**ENTRIES SHOWN**.

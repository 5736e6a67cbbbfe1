//! A dense matrix of [`f32`] values, stored in row-major order in a
//! [`Vector`](crate::collections::contiguous::Vector).

mod matrix;
mod ops;

pub use matrix::*;
#[doc(inline)]
pub use crate::util::error::{DimensionMismatch, IndexOutOfBounds, LengthMismatch, MatrixError};
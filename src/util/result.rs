use std::error::Error;

pub(crate) trait ResultExtension<T, E: Error> {
    /// Unwraps an [`Ok`] value, otherwise panics with the [`Display`](std::fmt::Display) message of
    /// the contained error rather than its debug representation.
    ///
    /// # Panics
    /// Panics if the [`Result`] is an [`Err`].
    fn throw(self) -> T;
}

impl<T, E: Error> ResultExtension<T, E> for Result<T, E> {
    #[track_caller]
    fn throw(self) -> T {
        match self {
            Ok(val) => val,
            Err(error) => panic!("{error}"),
        }
    }
}
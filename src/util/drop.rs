//! Helper types for tests that need to observe drops or exercise zero-sized elements.

use std::cell::Cell;
use std::rc::Rc;

/// A zero-sized element type.
#[derive(Debug, Default, Clone, Copy, PartialEq, Eq)]
pub struct Unit;

/// An element which increments a shared counter when dropped. Clones share the counter, so the
/// counter ends up holding the total number of drops across all clones.
#[derive(Debug, Clone)]
pub struct DropCounter(pub Rc<Cell<usize>>);

impl DropCounter {
    /// Creates a new counter starting at zero.
    pub fn new() -> DropCounter {
        DropCounter(Rc::new(Cell::new(0)))
    }

    /// Returns the number of drops recorded so far.
    pub fn drops(&self) -> usize {
        self.0.get()
    }
}

impl PartialEq for DropCounter {
    fn eq(&self, other: &Self) -> bool {
        Rc::ptr_eq(&self.0, &other.0)
    }
}

impl Drop for DropCounter {
    fn drop(&mut self) {
        self.0.set(self.0.get() + 1);
    }
}
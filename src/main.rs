use std::error::Error;

use basic_structures::algorithms::graph::depth_first_search;
use basic_structures::algorithms::search::binary_search;
use basic_structures::collections::contiguous::Vector;
use basic_structures::collections::linked::SinglyLinkedList;
use basic_structures::collections::matrix::Matrix;
use basic_structures::collections::pair::Pair;
use tracing::info;
use tracing_subscriber::EnvFilter;
use tracing_subscriber::layer::SubscriberExt;

/// Walks through each of the structures, logging what happens. Run with `RUST_LOG=trace` to see
/// every reallocation made by the Vector.
fn main() -> Result<(), Box<dyn Error>> {
    let subscriber = tracing_subscriber::Registry::default()
        .with(tracing_subscriber::fmt::Layer::default())
        .with(EnvFilter::from_default_env());

    tracing::subscriber::set_global_default(subscriber)?;

    let mut vec = Vector::with_cap(4);
    for i in 1..=1000 {
        vec.push(i * 5);
    }
    info!(len = vec.len(), cap = vec.cap(), "Filled vector");

    while vec.len() > 3 {
        vec.remove_at(vec.len() - 1);
    }
    info!(len = vec.len(), cap = vec.cap(), "Emptied vector");
    info!("Vector: {vec}");

    vec.clear();
    info!(cap = vec.cap(), "Cleared vector");

    let list: SinglyLinkedList<_> = [5, 10, 15].into_iter().collect();
    info!("List: {list}");

    let mut pair = Pair::<&str, u32>::default();
    info!(assigned = pair.is_assigned(), "Default pair");
    pair.assign("answer", 42);
    info!(assigned = pair.is_assigned(), "Assigned pair: {pair}");

    let mat = Matrix::from_rows(&[[1.0, 2.0], [3.0, 4.0]])?;
    info!("Matrix squared:\n{}", &mat * &mat);

    let sorted = [1, 3, 5, 7, 9, 11];
    info!(found = binary_search(&sorted, &7), "Searched for 7");

    let adjacency = [[0, 1, 0], [0, 0, 1], [0, 0, 0]];
    info!(reachable = depth_first_search(&adjacency, 0), "Searched graph");

    Ok(())
}
use std::ops::{Add, Div, Mul, MulAssign, Sub, SubAssign};

use super::Matrix;
use crate::util::error::DimensionMismatch;
use crate::util::result::ResultExtension;

impl Matrix {
    /// Computes the matrix product `self * rhs`, which has the shape `self.rows x rhs.cols`.
    ///
    /// # Errors
    /// Returns a [`DimensionMismatch`] unless the columns of self match the rows of `rhs`.
    pub fn try_mul(&self, rhs: &Matrix) -> Result<Matrix, DimensionMismatch> {
        if self.cols != rhs.rows {
            return Err(DimensionMismatch {
                lhs: self.shape(),
                rhs: rhs.shape(),
            });
        }

        let mut res = Matrix::zeros(self.rows, rhs.cols);
        for i in 0..self.rows {
            for j in 0..rhs.cols {
                res.data[i * rhs.cols + j] = (0..self.cols)
                    .map(|k| self.data[i * self.cols + k] * rhs.data[k * rhs.cols + j])
                    .sum();
            }
        }
        Ok(res)
    }

    /// Adds `rhs` to self element-wise.
    pub fn try_add(&self, rhs: &Matrix) -> Result<Matrix, DimensionMismatch> {
        self.zip_with(rhs, |lhs, rhs| lhs + rhs)
    }

    /// Subtracts `rhs` from self element-wise.
    pub fn try_sub(&self, rhs: &Matrix) -> Result<Matrix, DimensionMismatch> {
        self.zip_with(rhs, |lhs, rhs| lhs - rhs)
    }

    /// Subtracts `rhs` from self element-wise, in place. Self is left unchanged on an error.
    pub fn try_sub_assign(&mut self, rhs: &Matrix) -> Result<(), DimensionMismatch> {
        self.check_dims(rhs)?;
        for (lhs, rhs) in self.data.iter_mut().zip(rhs.data.iter()) {
            *lhs -= rhs;
        }
        Ok(())
    }

    /// Computes the element-wise (Hadamard) product of self and `rhs`.
    pub fn try_hadamard(&self, rhs: &Matrix) -> Result<Matrix, DimensionMismatch> {
        self.zip_with(rhs, |lhs, rhs| lhs * rhs)
    }

    /// Panicking version of [`Matrix::try_hadamard`].
    ///
    /// # Panics
    /// Panics if the shapes of self and `rhs` differ.
    pub fn hadamard(&self, rhs: &Matrix) -> Matrix {
        self.try_hadamard(rhs).throw()
    }

    /// Divides self by `rhs` element-wise. Division by zero follows the usual [`f32`] rules.
    pub fn try_div(&self, rhs: &Matrix) -> Result<Matrix, DimensionMismatch> {
        self.zip_with(rhs, |lhs, rhs| lhs / rhs)
    }

    /// Multiplies every element by `factor`, in place.
    pub fn scale(&mut self, factor: f32) {
        self.map(|value| value * factor);
    }

    fn zip_with<F: Fn(f32, f32) -> f32>(
        &self,
        rhs: &Matrix,
        f: F,
    ) -> Result<Matrix, DimensionMismatch> {
        self.check_dims(rhs)?;
        Ok(Matrix::from_fn(self.rows, self.cols, |i| f(self.data[i], rhs.data[i])))
    }
}

/// Implements a binary operator for every combination of owned and borrowed matrices, by
/// forwarding to a fallible method and panicking on an error.
macro_rules! impl_binary_op {
    ($op:ident, $method:ident, $try_method:ident) => {
        impl $op<&Matrix> for &Matrix {
            type Output = Matrix;

            #[track_caller]
            fn $method(self, rhs: &Matrix) -> Matrix {
                self.$try_method(rhs).throw()
            }
        }

        impl $op<Matrix> for &Matrix {
            type Output = Matrix;

            #[track_caller]
            fn $method(self, rhs: Matrix) -> Matrix {
                self.$try_method(&rhs).throw()
            }
        }

        impl $op<&Matrix> for Matrix {
            type Output = Matrix;

            #[track_caller]
            fn $method(self, rhs: &Matrix) -> Matrix {
                self.$try_method(rhs).throw()
            }
        }

        impl $op<Matrix> for Matrix {
            type Output = Matrix;

            #[track_caller]
            fn $method(self, rhs: Matrix) -> Matrix {
                self.$try_method(&rhs).throw()
            }
        }
    };
}

impl_binary_op!(Mul, mul, try_mul);
impl_binary_op!(Add, add, try_add);
impl_binary_op!(Sub, sub, try_sub);
impl_binary_op!(Div, div, try_div);

impl SubAssign<&Matrix> for Matrix {
    #[track_caller]
    fn sub_assign(&mut self, rhs: &Matrix) {
        self.try_sub_assign(rhs).throw();
    }
}

impl SubAssign for Matrix {
    #[track_caller]
    fn sub_assign(&mut self, rhs: Matrix) {
        self.try_sub_assign(&rhs).throw();
    }
}

impl MulAssign<f32> for Matrix {
    fn mul_assign(&mut self, rhs: f32) {
        self.scale(rhs);
    }
}

impl Mul<f32> for &Matrix {
    type Output = Matrix;

    fn mul(self, rhs: f32) -> Matrix {
        let mut res = self.clone();
        res.scale(rhs);
        res
    }
}
impl<S: ChainSource> SyncEngine<S> {
    pub fn new(
        config: SyncConfig,
        source: S,
        router: LogRouter,
        store: Arc<dyn SyncStateStore>,
    ) -> (Self, ShutdownHandle) {
        let token = CancellationToken::new();
        let handle = ShutdownHandle {
            token: token.clone(),
        };
        let cursor = Cursor::start_at(config.start_block);
        (
            Self {
                config,
                source,
                router,
                store,
                cursor,
                state: EngineState::Init,
                metrics: Arc::new(Mutex::new(SyncMetrics::default())),
                shutdown: token,
            },
            handle,
        )
    }

    /// The engine's current runtime state.
    pub fn state(&self) -> EngineState {
        self.state
    }

    /// The engine's current cursor position.
    pub fn cursor(&self) -> Cursor {
        self.cursor
    }

    /// Snapshot of the run counters.
    pub fn metrics(&self) -> SyncMetrics {
        self.metrics.lock().unwrap().clone()
    }

    /// Run the engine until the height stream ends, shutdown is requested,
    /// or a fatal error occurs.
    pub async fn run(&mut self) -> Result<(), SyncError> {
        let result = self.run_inner().await;
        self.state = EngineState::Stopped;
        result
    }

    async fn run_inner(&mut self) -> Result<(), SyncError> {
        match self.store.load(&self.config.id).await? {
            Some(cursor) => {
                self.cursor = cursor;
                info!(
                    block = cursor.block,
                    position = cursor.log_position,
                    "Resuming from stored cursor"
                );
            }
            None => {
                self.cursor = Cursor::start_at(self.config.start_block);
                info!(block = self.cursor.block, "No stored cursor; starting fresh");
            }
        }

        self.state = EngineState::CatchingUp;
        self.catch_up().await?;

        if self.shutdown.is_cancelled() {
            return Ok(());
        }

        self.state = EngineState::Live;
        self.live().await
    }

    // ─── Catch-up phase ───────────────────────────────────────────────────────

    async fn catch_up(&mut self) -> Result<(), SyncError> {
        let backoff = Duration::from_millis(self.config.retry_backoff_ms);

        loop {
            if self.shutdown.is_cancelled() {
                return Ok(());
            }

            let head = match self.source.current_height().await {
                Ok(head) => head,
                Err(e) if !e.is_fatal() => {
                    warn!(error = %e, "Head query failed; retrying");
                    tokio::time::sleep(backoff).await;
                    continue;
                }
                Err(e) => return Err(e),
            };

            info!(head, from = self.cursor.block, "Starting catch-up pass");
            let outcome = self.scan_pass(head).await?;
            {
                let mut m = self.metrics.lock().unwrap();
                m.passes += 1;
                if outcome.truncated {
                    m.truncated_passes += 1;
                }
            }

            if outcome.truncated {
                warn!(
                    windows = outcome.windows_completed,
                    "Pass truncated; backing off before rescan"
                );
                tokio::time::sleep(backoff).await;
                continue;
            }

            if outcome.windows_completed <= 1 {
                info!(head, "Caught up to head");
                return Ok(());
            }
            // More than one window: the head may have moved while we
            // scanned, so take another pass.
        }
    }

    /// One pass from the cursor to `head`.
    ///
    /// A recoverable window failure ends the pass early with `truncated`
    /// set; the cursor stays wherever the failed window left it.
    async fn scan_pass(&mut self, head: u64) -> Result<PassOutcome, SyncError> {
        let mut windows_completed = 0u64;
        let mut from = self.cursor.block;

        while from < head {
            if self.shutdown.is_cancelled() {
                break;
            }

            let to = (from + self.config.block_batch).min(head);
            match self
                .process_window(BlockRange::new(from, to), SyncPhase::CatchUp)
                .await
            {
                Ok(()) => {
                    windows_completed += 1;
                    self.metrics.lock().unwrap().windows_completed += 1;
                }
                Err(e) if !e.is_fatal() => {
                    warn!(from, to, error = %e, "Window failed; truncating pass");
                    return Ok(PassOutcome {
                        windows_completed,
                        truncated: true,
                    });
                }
                Err(e) => return Err(e),
            }

            from += self.config.block_batch;
        }

        Ok(PassOutcome {
            windows_completed,
            truncated: false,
        })
    }

    // ─── Live phase ───────────────────────────────────────────────────────────

    async fn live(&mut self) -> Result<(), SyncError> {
        let heights = self.source.subscribe_heights().await?;
        let (gate, mut queue) = Gate::bounded(self.config.gate_capacity);
        let forwarder = tokio::spawn(forward_heights(heights, gate));

        info!(cursor = self.cursor.block, "Entering live mode");
        let result = self.follow(&mut queue).await;
        forwarder.abort();
        result
    }

    async fn follow(
        &mut self,
        queue: &mut GateQueue<Result<u64, SyncError>>,
    ) -> Result<(), SyncError> {
        let shutdown = self.shutdown.clone();

        loop {
            let item = tokio::select! {
                _ = shutdown.cancelled() => {
                    info!("Shutdown requested; leaving live mode");
                    return Ok(());
                }
                item = queue.next() => item,
            };

            let height = match item {
                None => {
                    info!("Height stream ended");
                    return Ok(());
                }
                Some(Err(e)) => {
                    return Err(match e {
                        SyncError::Subscription(_) => e,
                        other => SyncError::Subscription(other.to_string()),
                    });
                }
                Some(Ok(height)) => height,
            };

            if height <= self.cursor.block {
                debug!(
                    height,
                    cursor = self.cursor.block,
                    "Stale height notification skipped"
                );
                continue;
            }

            let range = BlockRange::new(self.cursor.block + 1, height);
            match self.process_window(range, SyncPhase::Live).await {
                Ok(()) => {}
                Err(e) if !e.is_fatal() => {
                    warn!(
                        from = range.from,
                        to = range.to,
                        error = %e,
                        "Live window failed; next height re-covers the gap"
                    );
                }
                Err(e) => return Err(e),
            }
        }
    }

    // ─── Window processing ────────────────────────────────────────────────────

    /// Scan one inclusive block window: fetch, route each uncovered log in
    /// order, persist the cursor per log, then mark the window drained.
    async fn process_window(
        &mut self,
        range: BlockRange,
        phase: SyncPhase,
    ) -> Result<(), SyncError> {
        let logs = self.source.logs_in_range(range).await?;
        let mut observed = range.from;

        for log in &logs {
            if log.block_number > observed {
                let drained = log.block_number - 1;
                let ctx = self.context(phase, drained);
                self.router.notify_block_drained(drained, &ctx).await?;
                observed = log.block_number;
            }

            if self.cursor.covers(log.block_number, log.log_index) {
                continue;
            }

            let ctx = self.context(phase, log.block_number);
            let outcome = self.router.route(log, &ctx).await?;
            self.record(&outcome);

            self.cursor.advance_to(log.block_number, log.log_index);
            self.store.save(&self.config.id, &self.cursor).await?;
        }

        self.cursor.complete_through(range.to);
        self.store.save(&self.config.id, &self.cursor).await?;
        let ctx = self.context(phase, range.to);
        self.router.notify_block_drained(range.to, &ctx).await?;

        info!(
            from = range.from,
            to = range.to,
            logs = logs.len(),
            "Window complete"
        );
        Ok(())
    }

    fn context(&self, phase: SyncPhase, block: u64) -> SyncContext {
        SyncContext {
            engine_id: self.config.id.clone(),
            phase,
            block,
        }
    }

    fn record(&self, outcome: &RouteOutcome) {
        let mut m = self.metrics.lock().unwrap();
        match outcome {
            RouteOutcome::Dispatched { .. } => m.dispatched += 1,
            RouteOutcome::SkippedUndecodable => m.undecodable += 1,
            RouteOutcome::Unrouted { .. } => m.unrouted += 1,
            RouteOutcome::Unmatched => m.unmatched += 1,
            RouteOutcome::HandlerFailed { .. } => m.handler_failures += 1,
        }
    }
}
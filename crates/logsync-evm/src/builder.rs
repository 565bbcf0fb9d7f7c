//! Fluent builder API for assembling a sync engine over an EVM client.
//!
//! # Example
//!
//! ```rust,no_run
//! use std::sync::Arc;
//! use async_trait::async_trait;
//! use logsync_core::{
//!     DecodedEvent, EventHandler, EventParam, HandlerError, InterfaceSpec, ParamKind,
//!     SyncContext,
//! };
//! use logsync_evm::{fingerprint, EngineBuilder, EvmRpcClient};
//!
//! struct LogTransfers;
//!
//! #[async_trait]
//! impl EventHandler for LogTransfers {
//!     async fn handle(&self, event: &DecodedEvent, _ctx: &SyncContext) -> Result<(), HandlerError> {
//!         println!("transfer of {:?}", event.arg("value"));
//!         Ok(())
//!     }
//! }
//!
//! async fn sync(client: impl EvmRpcClient) {
//!     let erc20 = InterfaceSpec::new(vec![fingerprint::event_schema(
//!         "Transfer",
//!         vec![
//!             EventParam::indexed("from", ParamKind::Address),
//!             EventParam::indexed("to", ParamKind::Address),
//!             EventParam::data("value", ParamKind::Uint(256)),
//!         ],
//!     )]);
//!
//!     let (mut engine, _shutdown) = EngineBuilder::new()
//!         .id("usdc-transfers")
//!         .start_block(19_000_000)
//!         .block_batch(500)
//!         .contract("usdc", "0xA0b86991c6218b36c1d19D4a2e9Eb0cE3606eB48", erc20)
//!         .route("usdc", "Transfer", Arc::new(LogTransfers))
//!         .build(client);
//!
//!     engine.run().await.unwrap();
//! }
//! ```

use std::sync::Arc;

use logsync_core::contracts::{ContractSet, DynamicGroup, GroupMembership, StaticContract};
use logsync_core::decode::LogDecoder;
use logsync_core::engine::{ShutdownHandle, SyncEngine};
use logsync_core::router::LogRouter;
use logsync_core::routes::{BlockDrainedHandler, EventHandler, RoutingTable};
use logsync_core::schema::InterfaceSpec;
use logsync_core::state::{MemoryStateStore, SyncStateStore};
use logsync_core::{FailurePolicy, SyncConfig};

use crate::decoder::AbiLogDecoder;
use crate::fetcher::{EvmLogSource, EvmRpcClient};

/// Fluent builder for an EVM-backed [`SyncEngine`].
///
/// Defaults: an in-memory cursor store (swap in a durable one for anything
/// beyond tests) and the [`AbiLogDecoder`].
#[derive(Default)]
pub struct EngineBuilder {
    config: SyncConfig,
    statics: Vec<StaticContract>,
    groups: Vec<DynamicGroup>,
    routes: RoutingTable,
    store: Option<Arc<dyn SyncStateStore>>,
    decoder: Option<Arc<dyn LogDecoder>>,
}

impl EngineBuilder {
    pub fn new() -> Self {
        Self::default()
    }

    /// Set the engine ID (used as the cursor key in the state store).
    pub fn id(mut self, id: impl Into<String>) -> Self {
        self.config.id = id.into();
        self
    }

    /// Set the block a fresh engine starts scanning from.
    pub fn start_block(mut self, block: u64) -> Self {
        self.config.start_block = block;
        self
    }

    /// Set the maximum number of blocks per catch-up window.
    pub fn block_batch(mut self, blocks: u64) -> Self {
        self.config.block_batch = blocks;
        self
    }

    /// Set the capacity of the live-phase height gate.
    pub fn gate_capacity(mut self, capacity: usize) -> Self {
        self.config.gate_capacity = capacity;
        self
    }

    /// Set the backoff between retries of a failed pass, in milliseconds.
    pub fn retry_backoff_ms(mut self, ms: u64) -> Self {
        self.config.retry_backoff_ms = ms;
        self
    }

    /// Set what the engine does when an event handler fails.
    pub fn on_handler_failure(mut self, policy: FailurePolicy) -> Self {
        self.config.on_handler_failure = policy;
        self
    }

    /// Watch a contract at a fixed address.
    pub fn contract(
        mut self,
        name: impl Into<String>,
        address: impl Into<String>,
        interface: InterfaceSpec,
    ) -> Self {
        self.statics.push(StaticContract::new(name, address, interface));
        self
    }

    /// Watch a dynamic group of same-interface contracts whose addresses
    /// come from a membership oracle.
    pub fn dynamic_group(
        mut self,
        name: impl Into<String>,
        interface: InterfaceSpec,
        membership: Arc<dyn GroupMembership>,
    ) -> Self {
        self.groups.push(DynamicGroup::new(name, interface, membership));
        self
    }

    /// Register an event handler for a `(contract, event)` route.
    /// Registering the same route again replaces the earlier handler.
    pub fn route(
        mut self,
        contract: impl Into<String>,
        event: impl Into<String>,
        handler: Arc<dyn EventHandler>,
    ) -> Self {
        self.routes.on_event(contract, event, handler);
        self
    }

    /// Register the block-drained hook.
    pub fn on_block_drained(mut self, handler: Arc<dyn BlockDrainedHandler>) -> Self {
        self.routes.on_block_drained(handler);
        self
    }

    /// Use a specific cursor store instead of the in-memory default.
    pub fn store(mut self, store: Arc<dyn SyncStateStore>) -> Self {
        self.store = Some(store);
        self
    }

    /// Use a specific log decoder instead of [`AbiLogDecoder`].
    pub fn decoder(mut self, decoder: Arc<dyn LogDecoder>) -> Self {
        self.decoder = Some(decoder);
        self
    }

    /// Assemble the engine over `client`.
    pub fn build<C: EvmRpcClient>(self, client: C) -> (SyncEngine<EvmLogSource<C>>, ShutdownHandle) {
        let store = self
            .store
            .unwrap_or_else(|| Arc::new(MemoryStateStore::new()));
        let decoder = self
            .decoder
            .unwrap_or_else(|| Arc::new(AbiLogDecoder::new()));
        let router = LogRouter::new(
            ContractSet::new(self.statics, self.groups),
            self.routes,
            decoder,
            self.config.on_handler_failure,
        );
        SyncEngine::new(self.config, EvmLogSource::new(client), router, store)
    }
}
//! Engine configuration and state types.

use serde::{Deserialize, Serialize};

/// Configuration for a sync engine instance.
#[derive(Debug, Clone, Serialize, Deserialize)]
pub struct SyncConfig {
    /// Unique name for this engine (used for cursor keys and contexts).
    pub id: String,
    /// Block to start from when no cursor is stored.
    pub start_block: u64,
    /// Maximum number of blocks a single scan window may span.
    pub block_batch: u64,
    /// Queue capacity of the live-mode concurrency gate.
    pub gate_capacity: usize,
    /// How long to wait before retrying after a truncated catch-up pass
    /// (milliseconds).
    pub retry_backoff_ms: u64,
    /// What to do when a registered handler returns an error.
    pub on_handler_failure: FailurePolicy,
}

impl Default for SyncConfig {
    fn default() -> Self {
        Self {
            id: "default".into(),
            start_block: 0,
            block_batch: 1000,
            gate_capacity: 32,
            retry_backoff_ms: 1000,
            on_handler_failure: FailurePolicy::default(),
        }
    }
}

/// Reaction to a handler returning an error.
///
/// Handlers are the reason the engine exists, so a failing one aborts the
/// run by default rather than silently losing its events.
#[derive(Debug, Clone, Copy, PartialEq, Eq, Default, Serialize, Deserialize)]
#[serde(rename_all = "snake_case")]
pub enum FailurePolicy {
    /// Abort the engine run.
    #[default]
    Fatal,
    /// Log the failure, advance the cursor, and keep going.
    Skip,
}

/// Runtime state of the sync engine.
#[derive(Debug, Clone, Copy, PartialEq, Eq, Serialize, Deserialize)]
pub enum EngineState {
    /// Not yet started.
    Init,
    /// Scanning historical ranges up to the current head.
    CatchingUp,
    /// Following pushed head notifications in real time.
    Live,
    /// Terminated.
    Stopped,
}

impl std::fmt::Display for EngineState {
    fn fmt(&self, f: &mut std::fmt::Formatter<'_>) -> std::fmt::Result {
        match self {
            Self::Init => write!(f, "init"),
            Self::CatchingUp => write!(f, "catching-up"),
            Self::Live => write!(f, "live"),
            Self::Stopped => write!(f, "stopped"),
        }
    }
}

**TASK TO COMPLETE**. Among the lines above, which ones include the word "DynamicGroup"? Copy them.

**RESULT OF THIS EXERCISE**.
use logsync_core::contracts::{ContractSet, DynamicGroup, GroupMembership, StaticContract};
    groups: Vec<DynamicGroup>,
        self.groups.push(DynamicGroup::new(name, interface, membership));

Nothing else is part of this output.